Photographer Sohail Karmani, “Photographic Essay: The Fishing Harbour”, Mina Zayed, Abu Dhabi, 2016, via https://karmani.photography/mina-zayed
Meet the Student Curator
Hi! I’m Rachel, a third-year English and Related Literature student. I’m particularly interested in migrant literature and decolonial practice within academic spaces. Today, I am excited to announce that I will be working with the University Library to curate a collection titled In/visible Lives: On South Asian Residents in the Gulf. Through this curation I hope to cultivate the diversity of the University Library collections while creating a space which foregrounds the experiences of the various South Asian communities in the region.

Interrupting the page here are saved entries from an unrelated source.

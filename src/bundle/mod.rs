//! Composing a data directory into containers.
//!
//! The walk decides per entry whether it is skipped (unchanged since the
//! parent backup), packed as an increment, packed in full, or recorded as a
//! bare header. A [`composer::TarBallComposer`] distributes the packed
//! files over size-bounded containers drawn from a [`tarball::TarBallQueue`].
//! `pg_control` is held back and uploaded last.

use std::path::{Path, PathBuf};
use std::sync::Arc;

use tracing::{debug, info};

use crate::backup::BackupFileList;
use crate::config::Settings;
use crate::delta::DeltaMap;
use crate::page::is_paged_file;
use crate::wal::Lsn;
use crate::Result;

pub mod composer;
pub mod files;
pub mod packer;
pub mod rating;
pub mod tarball;
pub mod walker;

pub use composer::{CopyTarBallComposer, RatingTarBallComposer, RegularTarBallComposer, TarBallComposer};
pub use files::BundleFiles;
pub use packer::{ComposeFileInfo, PackerOptions, TarBallFilePacker};
pub use rating::{NoRating, RatingEvaluator, RelFileStatistics, StatisticsRating};
pub use tarball::{TarBall, TarBallMaker, TarBallQueue, TarBallQueueOptions};
pub use walker::{walk_data_dir, EntryKind, WalkedEntry};

pub const PG_CONTROL: &str = "pg_control";
pub const PG_CONTROL_PATH: &str = "global/pg_control";
pub const PG_CONTROL_TAR: &str = "pg_control.tar";
pub const BACKUP_LABEL: &str = "backup_label";
pub const TABLESPACE_MAP: &str = "tablespace_map";
pub const TABLESPACE_FOLDER: &str = "pg_tblspc";

/// Names never backed up. Directories among them are kept, empty.
pub const EXCLUDED_NAMES: &[&str] = &[
    "log",
    "pg_log",
    "pg_xlog",
    "pg_wal",
    "pgsql_tmp",
    "postgresql.auto.conf.tmp",
    "postmaster.pid",
    "postmaster.opts",
    "recovery.conf",
    "pg_dynshmem",
    "pg_notify",
    "pg_replslot",
    "pg_serial",
    "pg_stat_tmp",
    "pg_snapshots",
    "pg_subtrans",
];

pub fn is_excluded(file_name: &str) -> bool {
    EXCLUDED_NAMES.contains(&file_name)
}

#[derive(Debug, Clone, Copy)]
pub struct BundleOptions {
    pub tar_size_threshold: u64,
    pub file_workers: usize,
    pub parallel_tarballs: usize,
    pub max_upload_queue: usize,
    pub packer: PackerOptions,
}

impl BundleOptions {
    pub fn from_settings(settings: &Settings) -> Self {
        Self {
            tar_size_threshold: settings.tar_size_threshold,
            file_workers: settings.file_workers.max(1),
            parallel_tarballs: settings.upload_concurrency.max(1),
            max_upload_queue: settings.upload_concurrency.max(1),
            packer: PackerOptions {
                verify_page_checksums: settings.verify_page_checksums,
                store_all_corrupt_blocks: settings.store_all_corrupt_blocks,
            },
        }
    }

    pub fn queue_options(&self) -> TarBallQueueOptions {
        TarBallQueueOptions {
            tar_size_threshold: self.tar_size_threshold,
            parallel_tarballs: self.parallel_tarballs,
            max_upload_queue: self.max_upload_queue,
        }
    }
}

/// What an increment is taken against.
#[derive(Debug, Clone, Default)]
pub struct IncrementBase {
    pub lsn: Lsn,
    /// Parent file list; `None` when the parent tracked no files.
    pub files: Option<BackupFileList>,
    /// Treat every paged file as present in the parent (catch-up).
    pub force_incremental: bool,
}

#[derive(Debug, Clone, Copy, Default, PartialEq, Eq)]
pub struct WalkSummary {
    pub entries: usize,
    pub data_size: u64,
}

pub struct Bundle {
    data_dir: PathBuf,
    base: Option<IncrementBase>,
    pg_control: Option<WalkedEntry>,
}

impl Bundle {
    pub fn new(data_dir: impl Into<PathBuf>, base: Option<IncrementBase>) -> Self {
        Self {
            data_dir: data_dir.into(),
            base,
            pg_control: None,
        }
    }

    pub fn data_dir(&self) -> &Path {
        &self.data_dir
    }

    pub fn increment_from_lsn(&self) -> Option<Lsn> {
        self.base.as_ref().map(|b| b.lsn)
    }

    pub fn base_files(&self) -> Option<&BackupFileList> {
        self.base.as_ref().and_then(|b| b.files.as_ref())
    }

    /// The packer for this bundle's increment base.
    pub fn packer(&self, delta_map: Option<Arc<DeltaMap>>, files: Arc<BundleFiles>, options: PackerOptions) -> TarBallFilePacker {
        TarBallFilePacker::new(delta_map, self.increment_from_lsn(), files, options)
    }

    /// Walk the data directory, handing each entry to `composer`.
    pub fn compose(&mut self, composer: &mut dyn TarBallComposer) -> Result<WalkSummary> {
        let mut summary = WalkSummary::default();
        for entry in walk_data_dir(&self.data_dir)? {
            summary.entries += 1;
            summary.data_size += entry.size;
            if entry.is_file() && entry.file_name() == PG_CONTROL && entry.name == PG_CONTROL_PATH {
                self.pg_control = Some(entry);
                continue;
            }
            self.add_to_bundle(entry, composer)?;
        }
        info!(entries = summary.entries, data_size = summary.data_size, "data_directory_walked");
        Ok(summary)
    }

    fn add_to_bundle(&self, entry: WalkedEntry, composer: &mut dyn TarBallComposer) -> Result<()> {
        if !entry.is_file() {
            return composer.add_header(entry);
        }
        let force_incremental = self.base.as_ref().is_some_and(|b| b.force_incremental);
        let base_file = self.base_files().and_then(|files| files.get(&entry.name));
        let was_in_base = base_file.is_some();

        if let Some(base_file) = base_file {
            if base_file.mtime == entry.mtime {
                debug!(file = %entry.name, "skipped due to unchanged modification time");
                composer.skip_file(&entry);
                return Ok(());
            }
        }
        let is_incremented = self.increment_from_lsn().is_some()
            && (was_in_base || force_incremental)
            && is_paged_file(Path::new(&entry.name), entry.size);
        composer.add_file(ComposeFileInfo {
            entry,
            was_in_base,
            is_incremented,
        })
    }

    /// `pg_control` as found by the last walk.
    pub fn pg_control(&self) -> Option<&WalkedEntry> {
        self.pg_control.as_ref()
    }
}

/// Upload the label and tablespace map returned by stop-backup, byte for
/// byte, in a container of their own. Returns the container and its members.
pub fn upload_label_files(queue: &TarBallQueue, label: &str, tablespace_map: &str) -> Result<(String, Vec<String>)> {
    let mut tarball = queue.new_tarball();
    tarball.append_bytes(BACKUP_LABEL, label.as_bytes())?;
    tarball.append_bytes(TABLESPACE_MAP, tablespace_map.as_bytes())?;
    let name = tarball.name().to_string();
    queue.close_tarball(tarball)?;
    info!(tar = %name, "label_files_uploaded");
    Ok((name, vec![BACKUP_LABEL.to_string(), TABLESPACE_MAP.to_string()]))
}

/// Upload `pg_control` alone; called only after everything else succeeded.
pub fn upload_pg_control(queue: &TarBallQueue, entry: &WalkedEntry) -> Result<String> {
    let mut tarball = queue.named_tarball(PG_CONTROL_TAR);
    let file = packer::open_for_packing(&entry.path)?;
    tarball.append_file(entry, entry.size, file)?;
    queue.close_tarball(tarball)?;
    info!(file = %entry.name, "pg_control_uploaded");
    Ok(PG_CONTROL_TAR.to_string())
}
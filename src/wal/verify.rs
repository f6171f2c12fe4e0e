//! `wal-verify`: is every segment needed since the oldest backup archived?

use std::fmt;

use serde::Serialize;
use tracing::{info, warn};

use super::scanner::{
    collapse_segments, segments_from_filenames, ScannedSegmentStatus, SegmentScanConfig, SegmentSequence,
    WalSegmentDescription, WalSegmentRunner, WalSegmentScanner,
};
use super::timeline::load_switch_map;
use super::{parse_wal_filename, WalSegmentNo};
use crate::storage::{list_recursive, Folder};
use crate::Result;

#[derive(Debug, Clone, Copy, PartialEq, Eq, Serialize)]
#[serde(rename_all = "UPPERCASE")]
pub enum IntegrityStatus {
    Ok,
    /// Only segments that may still arrive are missing.
    Warning,
    Failure,
}

impl fmt::Display for IntegrityStatus {
    fn fmt(&self, f: &mut fmt::Formatter<'_>) -> fmt::Result {
        f.write_str(match self {
            Self::Ok => "OK",
            Self::Warning => "WARNING",
            Self::Failure => "FAILURE",
        })
    }
}

#[derive(Debug, Clone, Serialize)]
pub struct IntegrityReport {
    pub status: IntegrityStatus,
    pub details: Vec<SegmentSequence>,
}

#[derive(Debug, Clone, Copy)]
pub struct IntegrityScanLimits {
    /// Missing segments right below the current one that count as delayed.
    pub max_delayed: usize,
    /// Window below that which may still be in parallel upload.
    pub upload_concurrency: usize,
}

/// Walk back from `current_wal` (exclusive) to `stop` (inclusive).
///
/// Without a stop segment (no backups yet) the walk goes down to segment 1.
pub fn verify_wal_integrity(
    wal_folder: &dyn Folder,
    current_wal: &str,
    stop: Option<WalSegmentNo>,
    limits: IntegrityScanLimits,
) -> Result<IntegrityReport> {
    let (timeline, current) = parse_wal_filename(current_wal)?;
    let stop = stop.unwrap_or_else(|| {
        warn!("no backups found, checking WAL down to the first segment");
        WalSegmentNo(1)
    });
    let objects = list_recursive(wal_folder)?;
    let segments = segments_from_filenames(objects.iter().map(|o| o.name.as_str()));
    let switches = load_switch_map(timeline, wal_folder)?;
    info!(current = %current_wal, stop = %stop.filename(timeline), archived = segments.len(), "wal_integrity_scan_started");

    let runner = WalSegmentRunner::new(WalSegmentDescription::new(current, timeline), segments, stop, switches);
    let mut scanner = WalSegmentScanner::new(runner);
    scanner.scan(SegmentScanConfig {
        limit: Some(limits.max_delayed),
        stop_on_first_found: true,
        missing_status: ScannedSegmentStatus::ProbablyDelayed,
    });
    scanner.scan(SegmentScanConfig {
        limit: Some(limits.upload_concurrency),
        stop_on_first_found: false,
        missing_status: ScannedSegmentStatus::ProbablyUploading,
    });
    scanner.scan(SegmentScanConfig::unlimited(ScannedSegmentStatus::Lost));

    let status = scanner.scanned.iter().fold(IntegrityStatus::Ok, |status, s| match s.status {
        ScannedSegmentStatus::Lost => IntegrityStatus::Failure,
        ScannedSegmentStatus::ProbablyDelayed | ScannedSegmentStatus::ProbablyUploading
            if status == IntegrityStatus::Ok =>
        {
            IntegrityStatus::Warning
        }
        _ => status,
    });
    Ok(IntegrityReport {
        status,
        details: collapse_segments(&scanner.scanned),
    })
}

Why South Asian-Gulf Migration?
Most literature and scholarship around South Asian diasporas tends to be oriented around South-North migration. While incredibly important in their own right, I found that these accounts were quite different from and rarely captured the particular transience of growing up as an immigrant in the Gulf—a place I would never legally belong to. The Gulf’s citizenship laws which prevent naturalisation, produce longstanding migrant communities, often three or four generations old, who remain unrecognised as citizens and who must return to their home countries upon retirement.

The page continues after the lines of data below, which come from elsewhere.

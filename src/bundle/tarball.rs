//! Size-bounded containers and the queue handing them to pack workers.

use std::io::{self, Read};
use std::sync::atomic::{AtomicU64, AtomicUsize, Ordering};
use std::thread::{self, JoinHandle};

use anyhow::Context;
use crossbeam::channel::{bounded, Receiver, Sender};
use parking_lot::Mutex;
use tar::{Builder, EntryType, Header};
use tracing::{debug, info};

use crate::storage::uploader::CompressedObject;
use crate::storage::Uploader;
use crate::{Error, Result};

use super::walker::{EntryKind, WalkedEntry};

/// One container being written. The object is created on the first write,
/// so a container that never receives an entry leaves nothing behind.
pub struct TarBall {
    name: String,
    uploader: Uploader,
    builder: Option<Builder<CompressedObject>>,
    size: u64,
}

impl TarBall {
    pub fn new(name: impl Into<String>, uploader: Uploader) -> Self {
        Self {
            name: name.into(),
            uploader,
            builder: None,
            size: 0,
        }
    }

    /// Container name without the compression extension.
    pub fn name(&self) -> &str {
        &self.name
    }

    /// Bytes of entry data appended so far.
    pub fn size(&self) -> u64 {
        self.size
    }

    pub fn is_empty(&self) -> bool {
        self.builder.is_none()
    }

    fn builder(&mut self) -> Result<&mut Builder<CompressedObject>> {
        if self.builder.is_none() {
            let object = self.uploader.start(&self.name)?;
            let mut builder = Builder::new(object);
            builder.mode(tar::HeaderMode::Complete);
            self.builder = Some(builder);
        }
        self.builder
            .as_mut()
            .ok_or_else(|| anyhow::anyhow!("tarball {} is not set up", self.name))
    }

    /// Append a directory or symlink entry.
    pub fn append_entry_header(&mut self, entry: &WalkedEntry) -> Result<()> {
        let mut header = entry_header(entry, 0);
        let builder = self.builder()?;
        match &entry.kind {
            EntryKind::Symlink(target) => builder.append_link(&mut header, &entry.name, target),
            _ => builder.append_data(&mut header, &entry.name, io::empty()),
        }
        .with_context(|| format!("writing tar header for {}", entry.name))
    }

    /// Append exactly `size` bytes of `reader` as a regular file. A reader that
    /// ends early is padded with zeros.
    pub fn append_file<R: Read>(&mut self, entry: &WalkedEntry, size: u64, reader: R) -> Result<u64> {
        let mut header = entry_header(entry, size);
        let mut sized = SizedReader::new(reader, size);
        self.builder()?
            .append_data(&mut header, &entry.name, &mut sized)
            .with_context(|| format!("packing {}", entry.name))?;
        if sized.produced != size {
            return Err(Error::TarSizeMismatch {
                path: entry.name.clone(),
                expected: size,
                actual: sized.produced,
            }
            .into());
        }
        if sized.padded > 0 {
            debug!(file = %entry.name, padded = sized.padded, "file shrank while packing");
        }
        self.size += size;
        Ok(size)
    }

    /// Append in-memory content as a regular file named `name`.
    pub fn append_bytes(&mut self, name: &str, data: &[u8]) -> Result<()> {
        let mut header = Header::new_gnu();
        header.set_entry_type(EntryType::Regular);
        header.set_mode(0o600);
        header.set_size(data.len() as u64);
        header.set_mtime(chrono::Utc::now().timestamp().max(0) as u64);
        self.builder()?
            .append_data(&mut header, name, data)
            .with_context(|| format!("packing {name}"))?;
        self.size += data.len() as u64;
        Ok(())
    }

    /// Finish the archive and commit the object. Returns the stored size.
    pub fn close(self) -> Result<u64> {
        let Some(builder) = self.builder else {
            return Ok(0);
        };
        let object = builder.into_inner().with_context(|| format!("finishing tarball {}", self.name))?;
        let compressed = object.finish()?;
        info!(tar = %self.name, size = self.size, compressed, "tarball_uploaded");
        Ok(compressed)
    }
}

fn entry_header(entry: &WalkedEntry, size: u64) -> Header {
    let mut header = Header::new_gnu();
    header.set_entry_type(match entry.kind {
        EntryKind::Dir => EntryType::Directory,
        EntryKind::File => EntryType::Regular,
        EntryKind::Symlink(_) => EntryType::Symlink,
    });
    header.set_mode(entry.mode);
    header.set_size(size);
    header.set_mtime(entry.mtime.timestamp().max(0) as u64);
    header
}

struct SizedReader<R> {
    inner: R,
    remaining: u64,
    produced: u64,
    padded: u64,
    inner_done: bool,
}

impl<R: Read> SizedReader<R> {
    fn new(inner: R, size: u64) -> Self {
        Self {
            inner,
            remaining: size,
            produced: 0,
            padded: 0,
            inner_done: false,
        }
    }
}

impl<R: Read> Read for SizedReader<R> {
    fn read(&mut self, buf: &mut [u8]) -> io::Result<usize> {
        if self.remaining == 0 || buf.is_empty() {
            return Ok(0);
        }
        let want = (buf.len() as u64).min(self.remaining) as usize;
        let n = if self.inner_done {
            0
        } else {
            self.inner.read(&mut buf[..want])?
        };
        let n = if n == 0 {
            self.inner_done = true;
            buf[..want].fill(0);
            self.padded += want as u64;
            want
        } else {
            n
        };
        self.remaining -= n as u64;
        self.produced += n as u64;
        Ok(n)
    }
}

/// Names containers `part_001.tar`, `part_002.tar`, ... in one folder.
pub struct TarBallMaker {
    uploader: Uploader,
    next: AtomicUsize,
}

impl TarBallMaker {
    pub fn new(uploader: Uploader) -> Self {
        Self {
            uploader,
            next: AtomicUsize::new(1),
        }
    }

    pub fn make(&self) -> TarBall {
        let n = self.next.fetch_add(1, Ordering::SeqCst);
        TarBall::new(format!("part_{n:03}.tar"), self.uploader.clone())
    }

    pub fn make_named(&self, name: &str) -> TarBall {
        TarBall::new(name, self.uploader.clone())
    }
}

#[derive(Debug, Clone, Copy)]
pub struct TarBallQueueOptions {
    pub tar_size_threshold: u64,
    /// Containers open for packing at once.
    pub parallel_tarballs: usize,
    /// Full containers waiting to be committed before packing blocks.
    pub max_upload_queue: usize,
}

/// Hands open containers to pack workers and commits full ones on a
/// separate pool of upload threads.
pub struct TarBallQueue {
    maker: TarBallMaker,
    options: TarBallQueueOptions,
    to_fill_tx: Sender<TarBall>,
    to_fill_rx: Receiver<TarBall>,
    upload_tx: Mutex<Option<Sender<TarBall>>>,
    uploaders: Mutex<Vec<JoinHandle<Result<()>>>>,
    total_size: AtomicU64,
}

impl TarBallQueue {
    pub fn start(maker: TarBallMaker, options: TarBallQueueOptions) -> Self {
        let parallel = options.parallel_tarballs.max(1);
        let (to_fill_tx, to_fill_rx) = bounded(parallel);
        for _ in 0..parallel {
            // capacity equals the count, cannot block
            let _ = to_fill_tx.send(maker.make());
        }
        let (upload_tx, upload_rx) = bounded::<TarBall>(options.max_upload_queue.max(1));
        let uploaders = (0..parallel)
            .map(|_| {
                let rx = upload_rx.clone();
                thread::spawn(move || -> Result<()> {
                    for tarball in rx.iter() {
                        tarball.close()?;
                    }
                    Ok(())
                })
            })
            .collect();
        Self {
            maker,
            options,
            to_fill_tx,
            to_fill_rx,
            upload_tx: Mutex::new(Some(upload_tx)),
            uploaders: Mutex::new(uploaders),
            total_size: AtomicU64::new(0),
        }
    }

    pub fn deque(&self) -> Result<TarBall> {
        self.to_fill_rx
            .recv()
            .map_err(|_| anyhow::anyhow!("tarball queue is closed"))
    }

    pub fn enqueue_back(&self, tarball: TarBall) -> Result<()> {
        self.to_fill_tx
            .send(tarball)
            .map_err(|_| anyhow::anyhow!("tarball queue is closed"))
    }

    pub fn check_size_and_enqueue_back(&self, tarball: TarBall) -> Result<()> {
        if tarball.size() > self.options.tar_size_threshold {
            return self.finish_tarball(tarball);
        }
        self.enqueue_back(tarball)
    }

    /// Send a full container to the upload pool and open a fresh one in its place.
    pub fn finish_tarball(&self, tarball: TarBall) -> Result<()> {
        self.total_size.fetch_add(tarball.size(), Ordering::Relaxed);
        {
            let upload_tx = self.upload_tx.lock();
            let tx = upload_tx
                .as_ref()
                .ok_or_else(|| anyhow::anyhow!("tarball queue is finished"))?;
            tx.send(tarball)
                .map_err(|_| anyhow::anyhow!("tarball upload workers stopped"))?;
        }
        self.enqueue_back(self.maker.make())
    }

    /// A container outside the packing rotation, closed by the caller.
    pub fn new_tarball(&self) -> TarBall {
        self.maker.make()
    }

    pub fn named_tarball(&self, name: &str) -> TarBall {
        self.maker.make_named(name)
    }

    pub fn close_tarball(&self, tarball: TarBall) -> Result<u64> {
        self.total_size.fetch_add(tarball.size(), Ordering::Relaxed);
        tarball.close()
    }

    /// Bytes of entry data in every container handed back so far.
    pub fn total_size(&self) -> u64 {
        self.total_size.load(Ordering::Relaxed)
    }

    /// Close the containers still open and wait for every upload.
    pub fn finish_queue(&self) -> Result<()> {
        let mut first_error = None;
        for _ in 0..self.options.parallel_tarballs.max(1) {
            let tarball = self.deque()?;
            if tarball.is_empty() {
                continue;
            }
            if let Err(e) = self.close_tarball(tarball) {
                first_error.get_or_insert(e);
            }
        }
        self.upload_tx.lock().take();
        for handle in self.uploaders.lock().drain(..) {
            match handle.join() {
                Ok(Ok(())) => {}
                Ok(Err(e)) => {
                    first_error.get_or_insert(e);
                }
                Err(_) => {
                    first_error.get_or_insert(anyhow::anyhow!("tarball upload worker panicked"));
                }
            }
        }
        match first_error {
            Some(e) => Err(e),
            None => Ok(()),
        }
    }
}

As a third-generation migrant myself, while I’ve lived my whole life in the UAE, I remain an Indian citizen. Resultantly, after coming to the UK, I often found myself struggling with introductions. When asked where I was from, I was careful to distinguish that I only grew up in the UAE, never feeling like I could claim the country as my own. Deepak Unnikishnan, award winning author of Temporary People, incisively articulates the feeling in his piece with The Common:
“I started putting Abu Dhabi in my bio in the early aughts. It was an act of resistance, which nobody, except me, cared about. I needed people to know I had roots in the Arabian Peninsula. That people like me—children of the transient diaspora the Gulf cultivated—nonchalant about allegiance and flags, counted and existed”.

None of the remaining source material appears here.